▶ [DATASET RECORDS]:

↓

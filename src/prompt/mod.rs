use serde::{Deserialize, Serialize};
use std::fmt;
use std::str::FromStr;

use crate::transcript::FilteredTranscript;
use crate::SummaryError;

/// System message sent with every summary prompt
pub const DEFAULT_SYSTEM_PROMPT: &str =
    "You are a helpful assistant whose job is to explain a shortened version of information to the user.";

/// Summary output style
#[derive(Debug, Clone, Copy, Default, PartialEq, Eq, Hash, Serialize, Deserialize)]
#[serde(rename_all = "lowercase")]
pub enum SummaryMode {
    /// A few sentences of prose
    #[default]
    #[serde(rename = "standart", alias = "standard")]
    Standard,
    /// Markdown bullet points
    Bulletpoint,
}

impl SummaryMode {
    pub fn as_str(&self) -> &'static str {
        match self {
            SummaryMode::Standard => "standart",
            SummaryMode::Bulletpoint => "bulletpoint",
        }
    }

    /// Capitalized name for headings
    pub fn label(&self) -> &'static str {
        match self {
            SummaryMode::Standard => "Standart",
            SummaryMode::Bulletpoint => "Bulletpoint",
        }
    }

    /// Parse a mode name, falling back to `Standard` for anything unknown.
    ///
    /// The second element carries the `InvalidMode` signal when the fallback was taken.
    pub fn resolve(name: &str) -> (SummaryMode, Option<SummaryError>) {
        match name.parse() {
            Ok(mode) => (mode, None),
            Err(e) => (SummaryMode::Standard, Some(e)),
        }
    }
}

impl FromStr for SummaryMode {
    type Err = SummaryError;

    fn from_str(s: &str) -> Result<Self, Self::Err> {
        match s.trim().to_lowercase().as_str() {
            "standart" | "standard" => Ok(SummaryMode::Standard),
            "bulletpoint" => Ok(SummaryMode::Bulletpoint),
            _ => Err(SummaryError::InvalidMode(s.to_string())),
        }
    }
}

impl fmt::Display for SummaryMode {
    fn fmt(&self, f: &mut fmt::Formatter<'_>) -> fmt::Result {
        f.write_str(self.as_str())
    }
}

/// Everything the prompt templates need, built once per run
#[derive(Debug, Clone, PartialEq, Eq)]
pub struct SummaryRequest {
    pub video_title: String,
    pub transcript: FilteredTranscript,
    pub mode: SummaryMode,
}

impl SummaryRequest {
    pub fn new(video_title: impl Into<String>, transcript: FilteredTranscript, mode: SummaryMode) -> Self {
        Self {
            video_title: video_title.into(),
            transcript,
            mode,
        }
    }
}

const NO_META_REFERENCES: &str = "ABSOLUTELY NEVER use phrases like 'the video explains', or 'the script argues', or 'the video discusses', \
instead just focus on the raw information, as if you were asked to explain the topic to someone without sounding like you learnt it in a YouTube video. ";

const NO_SPONSORS: &str = "Lastly again, completely ignore anything that seems like a sponsorship or a sponsored segment, \
or anything where someone directly talks about a product. ";

/// Render the prompt for a request. Same request, same bytes.
pub fn build_prompt(request: &SummaryRequest) -> String {
    let title = &request.video_title;
    let script = request.transcript.as_str();

    match request.mode {
        SummaryMode::Standard => format!(
            "Please summarize the following video script in a few sentences. The name of the YouTube Video is {title}. \
Filter out only the information and do not include any possible sponsored segments. \
{NO_META_REFERENCES}{NO_SPONSORS}\
Don't leave out any facts in the video. Simply lay out the explained information for easy digestion. \
Here is the related video script:\n\n{script}\n\nSummary:"
        ),
        SummaryMode::Bulletpoint => format!(
            "Please summarize the following video script in concise bullet points using markdown syntax. The name of the YouTube Video is {title}. \
Filter out only the information and do not include any possible sponsored segments. \
{NO_META_REFERENCES}{NO_SPONSORS}\
Don't leave out any facts in the video. Simply lay out the explained information in bullet points for easy digestion and markdown formatting. \
Here is the related video script:\n\n{script}\n\nSummary in bullet points and markdown syntax:"
        ),
    }
}

/// Prompt text together with the mode that produced it
#[derive(Debug, Clone, PartialEq, Eq)]
pub struct BuiltPrompt {
    pub text: String,
    pub mode: SummaryMode,
    /// Set when the requested mode was unknown and `Standard` was used instead
    pub fallback: Option<SummaryError>,
}

/// Builds prompts from raw mode names, downgrading unknown ones
#[derive(Debug, Clone, Default)]
pub struct PromptBuilder;

impl PromptBuilder {
    pub fn new() -> Self {
        Self
    }

    pub fn build(&self, video_title: &str, transcript: &FilteredTranscript, mode_name: &str) -> BuiltPrompt {
        let (mode, fallback) = SummaryMode::resolve(mode_name);
        if let Some(warning) = &fallback {
            tracing::debug!("{}", warning);
        }

        let request = SummaryRequest::new(video_title, transcript.clone(), mode);
        BuiltPrompt {
            text: build_prompt(&request),
            mode,
            fallback,
        }
    }
}
use anyhow::{Context, Result};
use async_trait::async_trait;
use serde::{Deserialize, Serialize};
use std::time::Duration;

use super::Summarizer;
use crate::config::LlmConfig;
use crate::utils::spinner;

/// Chat-completions request body
#[derive(Debug, Serialize)]
struct ChatRequest<'a> {
    model: &'a str,
    messages: Vec<ChatMessage<'a>>,
    max_tokens: u32,
}

#[derive(Debug, Serialize)]
struct ChatMessage<'a> {
    role: &'a str,
    content: &'a str,
}

/// Chat-completions response, only the parts we read
#[derive(Debug, Deserialize)]
struct ChatResponse {
    choices: Vec<Choice>,
}

#[derive(Debug, Deserialize)]
struct Choice {
    message: ResponseMessage,
}

#[derive(Debug, Deserialize)]
struct ResponseMessage {
    content: Option<String>,
}

#[derive(Debug, Deserialize)]
struct ApiErrorBody {
    error: ApiError,
}

#[derive(Debug, Deserialize)]
struct ApiError {
    message: String,
}

/// Summarizer talking to an OpenAI-compatible `/chat/completions` endpoint
pub struct OpenAiSummarizer {
    client: reqwest::Client,
    api_url: String,
    api_key: String,
    model: String,
    system_prompt: String,
    show_progress: bool,
}

impl OpenAiSummarizer {
    pub fn new(config: &LlmConfig, api_key: impl Into<String>) -> Result<Self> {
        let client = reqwest::Client::builder()
            .timeout(Duration::from_secs(config.timeout_secs))
            .build()
            .context("Failed to build HTTP client")?;

        Ok(Self {
            client,
            api_url: config.api_url.clone(),
            api_key: api_key.into(),
            model: config.model.clone(),
            system_prompt: config.system_prompt.clone(),
            show_progress: false,
        })
    }

    /// Draw a spinner on stderr while waiting for the completion
    pub fn with_progress(mut self, show_progress: bool) -> Self {
        self.show_progress = show_progress;
        self
    }

    fn request_body<'a>(&'a self, prompt: &'a str, max_tokens: u32) -> ChatRequest<'a> {
        ChatRequest {
            model: &self.model,
            messages: vec![
                ChatMessage {
                    role: "system",
                    content: &self.system_prompt,
                },
                ChatMessage {
                    role: "user",
                    content: prompt,
                },
            ],
            max_tokens,
        }
    }

    async fn send(&self, prompt: &str, max_tokens: u32) -> Result<(reqwest::StatusCode, String)> {
        let response = self
            .client
            .post(&self.api_url)
            .bearer_auth(&self.api_key)
            .json(&self.request_body(prompt, max_tokens))
            .send()
            .await
            .context("Failed to send completion request")?;

        let status = response.status();
        let body = response
            .text()
            .await
            .context("Failed to read completion response")?;

        Ok((status, body))
    }
}

/// Pull the first choice's text out of a response body
fn extract_content(body: &str) -> Result<String> {
    let response: ChatResponse =
        serde_json::from_str(body).context("Failed to parse completion response")?;

    let content = response
        .choices
        .into_iter()
        .next()
        .and_then(|choice| choice.message.content)
        .map(|content| content.trim().to_string())
        .unwrap_or_default();

    if content.is_empty() {
        anyhow::bail!("Completion response contained no text");
    }

    Ok(content)
}

/// Best-effort readable message for a failed request
fn error_message(body: &str) -> String {
    serde_json::from_str::<ApiErrorBody>(body)
        .map(|parsed| parsed.error.message)
        .unwrap_or_else(|_| body.trim().to_string())
}

#[async_trait]
impl Summarizer for OpenAiSummarizer {
    async fn complete(&self, prompt: &str, max_tokens: u32) -> Result<String> {
        tracing::info!("Requesting summary from {} ({} max tokens)", self.model, max_tokens);

        let progress = spinner(format!("Waiting for {} to summarize...", self.model), self.show_progress);
        let reply = self.send(prompt, max_tokens).await;
        progress.finish_and_clear();

        let (status, body) = reply?;

        if !status.is_success() {
            anyhow::bail!("HTTP {}: {}", status, error_message(&body));
        }

        extract_content(&body)
    }
}
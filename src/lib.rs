//! ytsum - A Rust CLI tool for summarizing online videos
//!
//! This library fetches the metadata and captions of a single video, condenses the
//! caption text and asks an LLM chat-completions service for a short summary in
//! either prose or markdown bullet points.

pub mod cli;
pub mod config;
pub mod extractors;
pub mod output;
pub mod pipeline;
pub mod prompt;
pub mod summarize;
pub mod transcript;
pub mod utils;

pub use cli::{Cli, CliMode};
pub use config::Config;
pub use extractors::{CaptionSource, MetadataResolver, VideoInfo};
pub use output::{ConsolePresenter, Presenter};
pub use pipeline::{PipelineState, SummaryOptions, SummaryPipeline, SummaryResult, DEFAULT_MAX_TOKENS};
pub use prompt::{build_prompt, BuiltPrompt, PromptBuilder, SummaryMode, SummaryRequest};
pub use summarize::Summarizer;
pub use transcript::{filter_captions, filter_segments, CaptionSegment, FilteredTranscript};

/// Result type used throughout the library
pub type Result<T> = anyhow::Result<T>;

/// Error kinds surfaced by the summary pipeline
#[derive(thiserror::Error, Debug, Clone, PartialEq, Eq)]
pub enum SummaryError {
    #[error("Failed to retrieve video metadata: {0}")]
    Retrieval(String),

    #[error("Captions unavailable: {0}")]
    CaptionUnavailable(String),

    #[error("Failed to fetch summary: {0}")]
    Completion(String),

    #[error("Unknown mode selected: {0}. Falling back to standart mode.")]
    InvalidMode(String),
}

impl SummaryError {
    /// Pipeline state in which this error stops a run
    pub fn stage(&self) -> PipelineState {
        match self {
            SummaryError::Retrieval(_) => PipelineState::Start,
            SummaryError::CaptionUnavailable(_) => PipelineState::MetadataFetched,
            SummaryError::Completion(_) => PipelineState::PromptBuilt,
            SummaryError::InvalidMode(_) => PipelineState::Filtered,
        }
    }
}
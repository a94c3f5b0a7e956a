use anyhow::{Context, Result};
use serde::{Deserialize, Serialize};
use std::path::PathBuf;
use url::Url;

use crate::pipeline::DEFAULT_MAX_TOKENS;
use crate::prompt::DEFAULT_SYSTEM_PROMPT;

#[derive(Debug, Clone, Default, Serialize, Deserialize)]
pub struct Config {
    /// Completion service configuration
    #[serde(default)]
    pub llm: LlmConfig,

    /// Application settings
    #[serde(default)]
    pub app: AppConfig,
}

#[derive(Debug, Clone, Serialize, Deserialize)]
#[serde(default)]
pub struct LlmConfig {
    /// OpenAI-compatible chat completions endpoint
    pub api_url: String,

    /// Model used for summaries
    pub model: String,

    /// Environment variable holding the API key
    pub api_key_env: String,

    /// Token budget for the summary
    pub max_tokens: u32,

    /// System message sent before the prompt
    pub system_prompt: String,

    /// HTTP request timeout in seconds
    pub timeout_secs: u64,
}

#[derive(Debug, Clone, Serialize, Deserialize)]
#[serde(default)]
pub struct AppConfig {
    /// Caption language used when `--lang` is not given
    pub default_language: String,

    /// Summary mode used when `--mode` is not given
    pub default_mode: String,

    /// yt-dlp executable
    pub yt_dlp_path: String,
}

impl Default for LlmConfig {
    fn default() -> Self {
        Self {
            api_url: "https://api.openai.com/v1/chat/completions".to_string(),
            model: "chatgpt-4o-latest".to_string(),
            api_key_env: "OPENAI_API_KEY".to_string(),
            max_tokens: DEFAULT_MAX_TOKENS,
            system_prompt: DEFAULT_SYSTEM_PROMPT.to_string(),
            timeout_secs: 120,
        }
    }
}

impl Default for AppConfig {
    fn default() -> Self {
        Self {
            default_language: "en".to_string(),
            default_mode: "standart".to_string(),
            yt_dlp_path: "yt-dlp".to_string(),
        }
    }
}

impl Config {
    /// Load configuration from file or create default
    pub async fn load() -> Result<Self> {
        let config_path = Self::config_path()?;

        if config_path.exists() {
            let content = fs_err::read_to_string(&config_path)
                .context("Failed to read config file")?;

            let config = Self::from_yaml(&content)?;
            tracing::debug!("Loaded configuration from {}", config_path.display());
            Ok(config)
        } else {
            let config = Self::default();
            config.save().await?;
            tracing::info!("Wrote default configuration to {}", config_path.display());
            Ok(config)
        }
    }

    /// Parse and validate a YAML document
    pub fn from_yaml(content: &str) -> Result<Self> {
        let config: Config = serde_yaml::from_str(content)
            .context("Failed to parse config file")?;

        config.validate()?;
        Ok(config)
    }

    /// Save configuration to file
    pub async fn save(&self) -> Result<()> {
        let config_path = Self::config_path()?;

        if let Some(parent) = config_path.parent() {
            fs_err::create_dir_all(parent)?;
        }

        let content = serde_yaml::to_string(self)
            .context("Failed to serialize config")?;

        fs_err::write(&config_path, content)
            .context("Failed to write config file")?;

        Ok(())
    }

    /// Get configuration file path
    pub fn config_path() -> Result<PathBuf> {
        // First try current directory for easy testing
        let local_config = PathBuf::from("config.yaml");
        if local_config.exists() {
            return Ok(local_config);
        }

        let config_dir = dirs::config_dir()
            .context("Could not determine config directory")?;

        Ok(config_dir.join("ytsum").join("config.yaml"))
    }

    /// Validate configuration
    fn validate(&self) -> Result<()> {
        Url::parse(&self.llm.api_url)
            .with_context(|| format!("Invalid llm.api_url: {}", self.llm.api_url))?;

        if self.llm.model.trim().is_empty() {
            anyhow::bail!("llm.model must be configured");
        }

        if self.llm.max_tokens == 0 {
            anyhow::bail!("llm.max_tokens must be greater than zero");
        }

        Ok(())
    }

    /// Read the API key from the configured environment variable
    pub fn api_key_from_env(&self) -> Option<String> {
        std::env::var(&self.llm.api_key_env)
            .ok()
            .filter(|key| !key.trim().is_empty())
    }

    /// Display current configuration
    pub fn display(&self) {
        println!("Current Configuration:");
        println!("  API URL: {}", self.llm.api_url);
        println!("  Model: {}", self.llm.model);
        println!("  API Key Variable: {}", self.llm.api_key_env);
        println!("  Max Tokens: {}", self.llm.max_tokens);
        println!("  Timeout: {}s", self.llm.timeout_secs);
        println!("  Default Language: {}", self.app.default_language);
        println!("  Default Mode: {}", self.app.default_mode);
        println!("  yt-dlp: {}", self.app.yt_dlp_path);
        if let Ok(path) = Self::config_path() {
            println!("  Config File: {}", path.display());
        }
    }
}
use clap::{Parser, ValueEnum};

use crate::prompt::SummaryMode;

#[derive(Parser, Debug)]
#[command(
    name = "ytsum",
    about = "Summarize a YouTube video from its captions using an LLM",
    version,
    long_about = "Fetches the metadata and captions of a YouTube video, condenses the caption text and asks an OpenAI-compatible chat completions service for a short summary, either as prose or as markdown bullet points."
)]
pub struct Cli {
    /// URL or id of the video to summarize
    #[arg(value_name = "VIDEO", required_unless_present = "show_config")]
    pub video: Option<String>,

    /// Caption language code (defaults to app.default_language, "en")
    #[arg(long, value_name = "LANG")]
    pub lang: Option<String>,

    /// Output mode (defaults to app.default_mode, "standart")
    #[arg(short, long, value_enum)]
    pub mode: Option<CliMode>,

    /// Automatically copy the summary to the clipboard
    #[arg(short, long)]
    pub copy: bool,

    /// Maximum tokens for the summary (defaults to llm.max_tokens, 4069)
    #[arg(long, value_name = "N", value_parser = clap::value_parser!(u32).range(1..))]
    pub max_tokens: Option<u32>,

    /// Model to use instead of llm.model
    #[arg(long, value_name = "MODEL")]
    pub model: Option<String>,

    /// API key for the completion service
    #[arg(long, env = "OPENAI_API_KEY", hide_env_values = true)]
    pub api_key: Option<String>,

    /// Output format for the summary
    #[arg(short, long, value_enum, default_value = "text")]
    pub format: OutputFormat,

    /// Enable verbose logging
    #[arg(short, long)]
    pub verbose: bool,

    /// Disable progress output
    #[arg(short, long)]
    pub quiet: bool,

    /// Show current configuration and exit
    #[arg(long)]
    pub show_config: bool,
}

/// Summary mode as accepted on the command line
#[derive(ValueEnum, Clone, Copy, Debug, PartialEq, Eq)]
pub enum CliMode {
    /// A few sentences of prose
    #[value(name = "standart", alias = "standard")]
    Standart,
    /// Markdown bullet points
    Bulletpoint,
}

impl From<CliMode> for SummaryMode {
    fn from(mode: CliMode) -> Self {
        match mode {
            CliMode::Standart => SummaryMode::Standard,
            CliMode::Bulletpoint => SummaryMode::Bulletpoint,
        }
    }
}

#[derive(ValueEnum, Clone, Copy, Debug, PartialEq, Eq)]
pub enum OutputFormat {
    /// Framed, colored text
    Text,
    /// JSON with video metadata
    Json,
}

impl std::fmt::Display for OutputFormat {
    fn fmt(&self, f: &mut std::fmt::Formatter<'_>) -> std::fmt::Result {
        match self {
            OutputFormat::Text => write!(f, "text"),
            OutputFormat::Json => write!(f, "json"),
        }
    }
}
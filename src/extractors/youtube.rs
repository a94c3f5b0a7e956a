use anyhow::Context;
use async_trait::async_trait;
use serde_json::Value;
use std::process::Stdio;
use tokio::process::Command;

use super::{normalize_reference, MetadataResolver, VideoInfo};
use crate::utils::{check_command_available, spinner};
use crate::Result;

/// Video metadata resolver using yt-dlp
pub struct YtDlpResolver {
    yt_dlp_path: String,
    show_progress: bool,
}

impl YtDlpResolver {
    pub fn new() -> Self {
        Self::with_path("yt-dlp")
    }

    pub fn with_path(yt_dlp_path: impl Into<String>) -> Self {
        Self {
            yt_dlp_path: yt_dlp_path.into(),
            show_progress: false,
        }
    }

    /// Draw a spinner on stderr while yt-dlp runs
    pub fn with_progress(mut self, show_progress: bool) -> Self {
        self.show_progress = show_progress;
        self
    }

    /// Check if yt-dlp is available
    pub async fn check_availability(&self) -> bool {
        check_command_available(&self.yt_dlp_path).await
    }

    /// Get video information using yt-dlp
    async fn get_video_info(&self, reference: &str) -> Result<Value> {
        tracing::debug!("Extracting video info for: {}", reference);

        let progress = spinner("Fetching video metadata with yt-dlp...", self.show_progress);
        let output = Command::new(&self.yt_dlp_path)
            .args(["--skip-download", "--dump-json", "--no-playlist", reference])
            .stdout(Stdio::piped())
            .stderr(Stdio::piped())
            .output()
            .await;
        progress.finish_and_clear();

        let output = output.with_context(|| format!("Failed to run {}", self.yt_dlp_path))?;

        if !output.status.success() {
            let error = String::from_utf8_lossy(&output.stderr);
            anyhow::bail!(
                "yt-dlp returned {}: {}",
                output.status.code().unwrap_or(-1),
                error.trim()
            );
        }

        let json_str = String::from_utf8(output.stdout)?;
        let info: Value =
            serde_json::from_str(&json_str).context("Failed to parse yt-dlp output")?;

        Ok(info)
    }
}

/// Pick the fields we need out of yt-dlp's JSON document
pub fn parse_video_info(info: &Value, original_url: &str) -> Result<VideoInfo> {
    let id = info["id"]
        .as_str()
        .filter(|id| !id.is_empty())
        .ok_or_else(|| anyhow::anyhow!("yt-dlp output has no video id"))?;
    let title = info["title"]
        .as_str()
        .ok_or_else(|| anyhow::anyhow!("yt-dlp output has no title"))?;

    Ok(VideoInfo {
        id: id.to_string(),
        title: title.to_string(),
        duration: info["duration"].as_f64(),
        uploader: info["uploader"].as_str().map(|s| s.to_string()),
        original_url: original_url.to_string(),
    })
}

#[async_trait]
impl MetadataResolver for YtDlpResolver {
    async fn resolve(&self, reference: &str) -> Result<VideoInfo> {
        let reference = normalize_reference(reference)?;

        if !self.check_availability().await {
            anyhow::bail!(
                "{} is not available. Please install it: https://github.com/yt-dlp/yt-dlp",
                self.yt_dlp_path
            );
        }

        let info = self.get_video_info(&reference).await?;
        parse_video_info(&info, &reference)
    }
}

impl Default for YtDlpResolver {
    fn default() -> Self {
        Self::new()
    }
}
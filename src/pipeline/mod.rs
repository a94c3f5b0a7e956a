use serde::{Deserialize, Serialize};
use std::fmt;

use crate::extractors::{CaptionSource, MetadataResolver, VideoInfo};
use crate::output::Presenter;
use crate::prompt::{BuiltPrompt, PromptBuilder, SummaryMode};
use crate::summarize::Summarizer;
use crate::transcript::{
    check_caption_block, filter_captions, render_caption_block, CaptionSegment, FilteredTranscript,
};
use crate::utils::{format_duration, truncate_chars};
use crate::SummaryError;

/// Token budget used when the caller does not supply one
pub const DEFAULT_MAX_TOKENS: u32 = 4069;

/// Stages of a summary run
#[derive(Debug, Clone, Copy, PartialEq, Eq, Hash, Serialize, Deserialize)]
pub enum PipelineState {
    Start,
    MetadataFetched,
    CaptionsFetched,
    Filtered,
    PromptBuilt,
    SummaryFetched,
    Done,
    Aborted,
}

impl PipelineState {
    pub fn is_terminal(&self) -> bool {
        matches!(self, PipelineState::Done | PipelineState::Aborted)
    }
}

impl fmt::Display for PipelineState {
    fn fmt(&self, f: &mut fmt::Formatter<'_>) -> fmt::Result {
        let name = match self {
            PipelineState::Start => "start",
            PipelineState::MetadataFetched => "metadata-fetched",
            PipelineState::CaptionsFetched => "captions-fetched",
            PipelineState::Filtered => "filtered",
            PipelineState::PromptBuilt => "prompt-built",
            PipelineState::SummaryFetched => "summary-fetched",
            PipelineState::Done => "done",
            PipelineState::Aborted => "aborted",
        };
        f.write_str(name)
    }
}

/// Caller inputs for one run
#[derive(Debug, Clone, PartialEq, Eq)]
pub struct SummaryOptions {
    /// Video URL or id
    pub reference: String,

    /// Caption language code
    pub language: String,

    /// Mode name; unknown names fall back to `standart`
    pub mode: String,

    /// Token budget override
    pub max_tokens: Option<u32>,

    /// Ask the presenter to copy the summary
    pub copy_to_clipboard: bool,
}

impl SummaryOptions {
    pub fn new(reference: impl Into<String>) -> Self {
        Self {
            reference: reference.into(),
            language: "en".to_string(),
            mode: SummaryMode::Standard.to_string(),
            max_tokens: None,
            copy_to_clipboard: false,
        }
    }

    pub fn language(mut self, language: impl Into<String>) -> Self {
        self.language = language.into();
        self
    }

    pub fn mode(mut self, mode: impl Into<String>) -> Self {
        self.mode = mode.into();
        self
    }

    pub fn max_tokens(mut self, max_tokens: Option<u32>) -> Self {
        self.max_tokens = max_tokens;
        self
    }

    pub fn copy_to_clipboard(mut self, copy: bool) -> Self {
        self.copy_to_clipboard = copy;
        self
    }
}

/// Summary produced by a successful run
#[derive(Debug, Clone, PartialEq, Serialize, Deserialize)]
pub struct SummaryResult {
    /// Generated summary text
    pub text: String,

    /// Mode the prompt was built with
    pub mode: SummaryMode,

    /// Video the summary belongs to
    pub video: VideoInfo,
}

/// Per-run state threaded from stage to stage
struct RunContext<'o> {
    options: &'o SummaryOptions,
    state: PipelineState,
}

impl<'o> RunContext<'o> {
    fn new(options: &'o SummaryOptions) -> Self {
        Self {
            options,
            state: PipelineState::Start,
        }
    }

    fn advance(&mut self, next: PipelineState, presenter: &dyn Presenter, detail: &str) {
        debug_assert!(!self.state.is_terminal(), "run already finished");
        tracing::debug!("pipeline {} -> {}", self.state, next);
        self.state = next;
        presenter.stage(next, detail);
    }
}

/// Short label for progress output
fn describe_video(video: &VideoInfo) -> String {
    let title = truncate_chars(&video.title, 80);
    match video.duration {
        Some(seconds) => format!("{} ({})", title, format_duration(seconds)),
        None => title,
    }
}

/// Single-video summary pipeline
pub struct SummaryPipeline {
    resolver: Box<dyn MetadataResolver>,
    captions: Box<dyn CaptionSource>,
    summarizer: Box<dyn Summarizer>,
    presenter: Box<dyn Presenter>,
    prompt_builder: PromptBuilder,
}

impl SummaryPipeline {
    pub fn new(
        resolver: Box<dyn MetadataResolver>,
        captions: Box<dyn CaptionSource>,
        summarizer: Box<dyn Summarizer>,
        presenter: Box<dyn Presenter>,
    ) -> Self {
        Self {
            resolver,
            captions,
            summarizer,
            presenter,
            prompt_builder: PromptBuilder::new(),
        }
    }

    /// Run every stage in order, stopping at the first collaborator failure
    pub async fn run(&self, options: &SummaryOptions) -> Result<SummaryResult, SummaryError> {
        let mut run = RunContext::new(options);
        self.presenter.stage(
            PipelineState::Start,
            &format!(
                "Processing video: {}, Language: {}, Mode: {}",
                options.reference, options.language, options.mode
            ),
        );

        match self.execute(&mut run).await {
            Ok(result) => {
                self.presenter.present(&result, options.copy_to_clipboard);
                run.advance(PipelineState::Done, self.presenter.as_ref(), "");
                Ok(result)
            }
            Err(e) => {
                tracing::debug!("Pipeline aborted after {}: {}", run.state, e);
                run.advance(PipelineState::Aborted, self.presenter.as_ref(), &e.to_string());
                Err(e)
            }
        }
    }

    async fn execute(&self, run: &mut RunContext<'_>) -> Result<SummaryResult, SummaryError> {
        let options = run.options;
        let presenter = self.presenter.as_ref();

        let video = self
            .resolver
            .resolve(&options.reference)
            .await
            .map_err(|e| SummaryError::Retrieval(format!("{:#}", e)))?;
        run.advance(PipelineState::MetadataFetched, presenter, &describe_video(&video));

        let segments = self.fetch_captions(&video, &options.language).await?;
        run.advance(
            PipelineState::CaptionsFetched,
            presenter,
            &format!("{} caption segments", segments.len()),
        );

        let transcript = self.filter(&segments);
        run.advance(
            PipelineState::Filtered,
            presenter,
            &format!("{} words", transcript.word_count()),
        );

        let prompt = self.build_prompt(&video, &transcript, &options.mode);
        run.advance(PipelineState::PromptBuilt, presenter, prompt.mode.as_str());

        let max_tokens = options.max_tokens.unwrap_or(DEFAULT_MAX_TOKENS);
        let text = self
            .summarizer
            .complete(&prompt.text, max_tokens)
            .await
            .map_err(|e| SummaryError::Completion(format!("{:#}", e)))?;
        if text.trim().is_empty() {
            return Err(SummaryError::Completion("empty response".to_string()));
        }
        run.advance(PipelineState::SummaryFetched, presenter, "");

        Ok(SummaryResult {
            text,
            mode: prompt.mode,
            video,
        })
    }

    async fn fetch_captions(&self, video: &VideoInfo, language: &str) -> Result<Vec<CaptionSegment>, SummaryError> {
        let segments = self
            .captions
            .fetch_captions(&video.id, language)
            .await
            .map_err(|e| SummaryError::CaptionUnavailable(format!("{:#}", e)))?;

        if segments.is_empty() {
            return Err(SummaryError::CaptionUnavailable(format!(
                "no '{}' captions for {}",
                language, video.id
            )));
        }

        Ok(segments)
    }

    fn filter(&self, segments: &[CaptionSegment]) -> FilteredTranscript {
        let block = render_caption_block(segments);
        if let Err(e) = check_caption_block(&block) {
            tracing::warn!("Caption block is malformed, filtering anyway: {}", e);
        }
        filter_captions(&block)
    }

    fn build_prompt(&self, video: &VideoInfo, transcript: &FilteredTranscript, mode: &str) -> BuiltPrompt {
        let prompt = self.prompt_builder.build(&video.title, transcript, mode);
        if let Some(fallback) = &prompt.fallback {
            self.presenter.warn(&fallback.to_string());
        }
        prompt
    }
}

↑

▶ [TASK TO COMPLETE]:
Return each line from the data where the string "while" can be found.

▶ [ANSWER AREA]:
    /// Draw a spinner on stderr while waiting for the completion
    /// Draw a spinner on stderr while yt-dlp runs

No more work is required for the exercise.